* [What you have to do]:
Take every line containing "errors" out of the records.

◆ ◆ ◆ ◆

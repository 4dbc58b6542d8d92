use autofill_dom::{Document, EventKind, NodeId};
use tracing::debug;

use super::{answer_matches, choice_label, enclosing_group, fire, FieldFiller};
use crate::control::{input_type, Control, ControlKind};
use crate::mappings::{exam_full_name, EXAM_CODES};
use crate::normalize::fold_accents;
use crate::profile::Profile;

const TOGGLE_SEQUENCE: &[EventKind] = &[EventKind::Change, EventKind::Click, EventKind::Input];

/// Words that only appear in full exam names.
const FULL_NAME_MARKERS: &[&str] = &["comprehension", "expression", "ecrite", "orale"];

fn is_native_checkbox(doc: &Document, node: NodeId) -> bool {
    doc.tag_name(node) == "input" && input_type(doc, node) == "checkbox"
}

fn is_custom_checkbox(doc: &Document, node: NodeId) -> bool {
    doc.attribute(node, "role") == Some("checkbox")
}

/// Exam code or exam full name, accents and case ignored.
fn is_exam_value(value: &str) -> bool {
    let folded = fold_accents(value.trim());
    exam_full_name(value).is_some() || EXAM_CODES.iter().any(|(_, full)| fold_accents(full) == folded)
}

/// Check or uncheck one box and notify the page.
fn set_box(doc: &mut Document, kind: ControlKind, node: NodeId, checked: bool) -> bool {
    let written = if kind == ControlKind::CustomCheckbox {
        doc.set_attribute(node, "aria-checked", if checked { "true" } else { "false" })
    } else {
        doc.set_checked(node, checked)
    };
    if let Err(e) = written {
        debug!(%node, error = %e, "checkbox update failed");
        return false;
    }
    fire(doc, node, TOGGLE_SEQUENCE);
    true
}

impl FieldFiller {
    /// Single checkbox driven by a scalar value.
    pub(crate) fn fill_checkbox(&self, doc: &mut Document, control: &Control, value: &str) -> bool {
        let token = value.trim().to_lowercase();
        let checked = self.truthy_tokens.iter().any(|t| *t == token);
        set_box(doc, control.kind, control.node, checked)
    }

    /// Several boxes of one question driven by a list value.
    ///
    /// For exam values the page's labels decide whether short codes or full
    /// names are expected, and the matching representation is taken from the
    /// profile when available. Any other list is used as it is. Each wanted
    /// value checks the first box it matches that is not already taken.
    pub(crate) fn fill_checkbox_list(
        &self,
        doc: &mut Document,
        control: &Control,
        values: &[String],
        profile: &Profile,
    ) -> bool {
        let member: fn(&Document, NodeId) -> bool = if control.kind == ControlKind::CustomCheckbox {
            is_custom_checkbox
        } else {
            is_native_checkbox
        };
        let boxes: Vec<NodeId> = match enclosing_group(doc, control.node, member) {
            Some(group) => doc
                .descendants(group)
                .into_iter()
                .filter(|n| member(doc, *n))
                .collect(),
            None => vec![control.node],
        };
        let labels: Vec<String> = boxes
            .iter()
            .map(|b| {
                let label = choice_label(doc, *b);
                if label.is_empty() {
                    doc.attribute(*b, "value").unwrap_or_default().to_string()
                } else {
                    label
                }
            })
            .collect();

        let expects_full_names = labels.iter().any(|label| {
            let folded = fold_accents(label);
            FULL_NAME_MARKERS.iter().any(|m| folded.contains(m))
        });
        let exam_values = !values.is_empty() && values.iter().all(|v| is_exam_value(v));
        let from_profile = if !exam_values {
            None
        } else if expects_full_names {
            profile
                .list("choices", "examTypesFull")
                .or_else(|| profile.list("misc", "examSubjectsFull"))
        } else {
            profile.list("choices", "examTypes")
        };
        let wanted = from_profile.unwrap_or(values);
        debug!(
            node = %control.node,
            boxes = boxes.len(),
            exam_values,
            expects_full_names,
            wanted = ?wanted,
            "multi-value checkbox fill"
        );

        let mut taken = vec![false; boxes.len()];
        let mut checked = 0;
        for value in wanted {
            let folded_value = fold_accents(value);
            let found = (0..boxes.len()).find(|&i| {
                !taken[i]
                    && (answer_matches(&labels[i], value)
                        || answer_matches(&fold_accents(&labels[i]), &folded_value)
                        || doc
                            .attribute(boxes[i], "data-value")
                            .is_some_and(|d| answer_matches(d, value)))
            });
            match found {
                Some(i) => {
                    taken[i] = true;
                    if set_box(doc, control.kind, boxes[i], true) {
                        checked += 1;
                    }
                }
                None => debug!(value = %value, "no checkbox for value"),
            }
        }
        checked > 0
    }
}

◆ ◆ ◆ ◆

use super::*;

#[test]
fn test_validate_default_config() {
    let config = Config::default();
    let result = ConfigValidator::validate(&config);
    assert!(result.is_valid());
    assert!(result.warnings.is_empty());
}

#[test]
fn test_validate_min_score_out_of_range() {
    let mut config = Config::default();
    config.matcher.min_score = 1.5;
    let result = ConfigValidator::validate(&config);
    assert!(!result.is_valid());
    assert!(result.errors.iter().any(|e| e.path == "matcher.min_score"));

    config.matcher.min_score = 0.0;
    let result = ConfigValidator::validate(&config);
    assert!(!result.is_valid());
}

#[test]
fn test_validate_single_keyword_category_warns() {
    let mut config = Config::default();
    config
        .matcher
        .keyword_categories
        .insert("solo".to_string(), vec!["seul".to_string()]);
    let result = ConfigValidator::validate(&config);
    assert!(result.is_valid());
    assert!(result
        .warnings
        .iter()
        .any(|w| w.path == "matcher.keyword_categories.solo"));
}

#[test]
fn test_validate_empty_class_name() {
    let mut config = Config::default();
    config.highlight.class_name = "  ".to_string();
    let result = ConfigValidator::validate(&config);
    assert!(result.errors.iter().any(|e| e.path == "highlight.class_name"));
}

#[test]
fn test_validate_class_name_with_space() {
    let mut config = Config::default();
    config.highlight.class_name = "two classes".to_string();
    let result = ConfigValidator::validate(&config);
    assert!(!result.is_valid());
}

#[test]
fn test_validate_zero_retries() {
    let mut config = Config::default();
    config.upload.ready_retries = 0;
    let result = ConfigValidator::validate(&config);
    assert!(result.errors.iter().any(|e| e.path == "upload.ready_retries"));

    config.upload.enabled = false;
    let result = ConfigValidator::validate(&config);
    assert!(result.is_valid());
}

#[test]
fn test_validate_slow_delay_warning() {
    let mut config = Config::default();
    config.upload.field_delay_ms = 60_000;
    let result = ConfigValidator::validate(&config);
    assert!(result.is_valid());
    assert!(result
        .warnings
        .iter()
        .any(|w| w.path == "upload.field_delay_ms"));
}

◆ ◆ ◆ ◆

* [Output for this exercise]:
    assert!(result.errors.iter().any(|e| e.path == "matcher.min_score"));
    assert!(result.errors.iter().any(|e| e.path == "highlight.class_name"));
    assert!(result.errors.iter().any(|e| e.path == "upload.ready_retries"));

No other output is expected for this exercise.